We have shared a series of concrete proposals for your consideration in eleven Policy Briefs.

 

These proposals cover:

 

  • a New Agenda for Peace that would reinvigorate our collective security framework; 
  • a global financial system that works for all;
  • economic metrics that go beyond GDP to underpin policy decisions;
  • a compact that would harness the benefits and manage the risks of digital technologies and Artificial Intelligence;
  • a voluntary Code of Conduct on information integrity online;
  • new protocols to manage global shocks more effectively;
  • stronger cooperation in Outer Space;
  • a transformation of education systems;
  • the meaningful inclusion of young people in global decision-making processes;
  • ways to safeguard the future and uphold the rights of future generations;
  • and a UN 2.0, better equipped to support Member States, through the use of data, digital tools, innovation, foresight, and behavioural science.
  •  

Our proposals deepen the vision of Our Common Agenda, turning the original recommendations into concrete, achievable steps towards fairer, more sustainable, universal, and effective global systems.

 

I also welcome the contributions of the High-Level Advisory Board on Effective Multilateralism, which deserve your serious consideration and I thank the co-Chair for the excellent work that was done by the group. 

 

 

And I commend the progress that has already been made on many of the mandated Common Agenda recommendations, through the debates convened last year by the President of the General Assembly; the establishment of the UN Youth Office; the five transformative measures for gender equality; the new vision for the rule of law; the Global Accelerator on jobs and social protection; and plans for the proposed open Biennial Summit between members of the G20, ECOSOC, leaders of International Financial Institutions, and myself as Secretary-General of the United Nations.

Distinguished Ministers,

 

The Pact for the Future will be your contract with each other and with your people.

 

It represents your pledge to use all the tools at your disposal at the global level to solve problems – before those problems overwhelm us.

 

The challenges we face are universal. They require universal solutions and cannot be solved through small groupings of states or coalitions of the willing.

 

The United Nations is the only forum where this can happen.

 

It will also be important to welcome the contributions of civil society, academia, the private sector, and other important stakeholders.  

 

The stakes are high.

 

A substantive, comprehensive Pact for the Future has the potential to turbocharge implementation of the 2030 Agenda and the Sustainable Development Goals in line with the declaration of the SDG Summit. 

 

It will help to determine whether we meet the serious challenges of today and tomorrow, or continue down the path of social, financial, political, and environmental breakdown.

 

Let me stress that this Pact will fully complement and reinforce our efforts to achieve the SDGs and create a more peaceful, sustainable, and equitable world today.

 

But let’s be clear.

 

Time is not on our side.

 

In the two years since my report on Our Common Agenda, new conflicts have emerged, and geopolitical tensions are higher than ever. 

 

We have crossed a new Rubicon with generative AI.

 

We are seeing the signs of climate breakdown.

 

Billions of people around the world have been hit by the cost-of-living crisis.

 

And more countries than ever are struggling with debt distress or default.

 

We cannot inch towards agreement while the world races towards a precipice.

 

We must bring a new urgency to our efforts, and a shared sense of common purpose.

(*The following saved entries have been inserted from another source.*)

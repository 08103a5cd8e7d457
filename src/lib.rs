//! # nse-rs
//!
//! A Rust client for the public (undocumented) data endpoints of the
//! [National Stock Exchange of India](https://www.nseindia.com).
//!
//! The upstream API is cookie-gated and rate-limited. [`NseClient`] primes
//! the anti-bot cookies, throttles every call, retries once on `401`, and
//! persists cookies between runs. On top of the raw endpoints it compiles
//! option chains into ATM, max pain and put-call ratio, splits long date
//! ranges into per-call chunks, and rebuilds symbol records from page text.
//!
//! ## Quick Start
//!
//! ```no_run
//! use nse_rs::client::NseClient;
//!
//! #[tokio::main]
//! async fn main() -> nse_rs::error::Result<()> {
//!     let client = NseClient::new("./downloads")?;
//!     let chain = client.compiled_option_chain("NIFTY", None).await?;
//!     println!("ATM {} max pain {:?} PCR {}", chain.atm, chain.maxpain, chain.pcr);
//!     client.shutdown().await?;
//!     Ok(())
//! }
//! ```

pub mod analytics;
pub mod api;
pub mod client;
pub mod constants;
pub mod cookies;
pub mod dates;
pub mod error;
pub mod session;
pub mod symbol;
pub mod throttle;
pub mod transport;
pub mod types;

/// Re-export the main client type at crate root for convenience.
pub use client::NseClient;
/// Re-export the error type and Result alias.
pub use error::{NseError, Result};
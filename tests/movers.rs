//! Gainers / losers selection.

use nse_rs::analytics::movers::{top_gainers, top_losers};
use nse_rs::types::market::StockRow;

fn rows() -> Vec<StockRow> {
    [("A", -1.0), ("B", 2.0), ("C", 5.0), ("D", 3.0)]
        .into_iter()
        .map(|(symbol, p_change)| StockRow {
            symbol: symbol.into(),
            p_change,
            ..StockRow::default()
        })
        .collect()
}

fn symbols(rows: &[StockRow]) -> Vec<&str> {
    rows.iter().map(|row| row.symbol.as_str()).collect()
}

#[test]
fn test_top_gainers_descending_positive_only() {
    assert_eq!(symbols(&top_gainers(&rows(), 2)), ["C", "D"]);
    assert_eq!(symbols(&top_gainers(&rows(), 10)), ["C", "D", "B"]);
}

#[test]
fn test_top_losers_most_negative_first_negative_only() {
    assert_eq!(symbols(&top_losers(&rows(), 2)), ["A"]);

    let mut more = rows();
    more.push(StockRow {
        symbol: "E".into(),
        p_change: -4.5,
        ..StockRow::default()
    });
    assert_eq!(symbols(&top_losers(&more, 2)), ["E", "A"]);
}

#[test]
fn test_unchanged_rows_are_neither() {
    let flat = vec![StockRow {
        symbol: "F".into(),
        ..StockRow::default()
    }];
    assert!(top_gainers(&flat, 5).is_empty());
    assert!(top_losers(&flat, 5).is_empty());
}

Let us draw inspiration from recent global agreements on global biodiversity, on the high seas, on climate loss and damage, and on the human right to a clean, healthy, and sustainable environment.

 

Reaching agreement will be difficult. But it is possible. 

 

I urge you to redouble your efforts over the coming year to ensure that the Pact for the Future is ambitious and transformative.

 

Distinguished Ministers,

 

The Summit of the Future must also be a moment to reinforce the connection between global governance, and the people of the world.

 

The Pact for the Future must reflect the priorities and concerns of women and men struggling to feed their families, and communities bearing the brunt of the climate emergency.

 

It must offer solutions for a better, fairer, more peaceful, and more sustainable world.

 

Above all, it must demonstrate that multilateralism can deliver for everyone, everywhere.

 

Thank you.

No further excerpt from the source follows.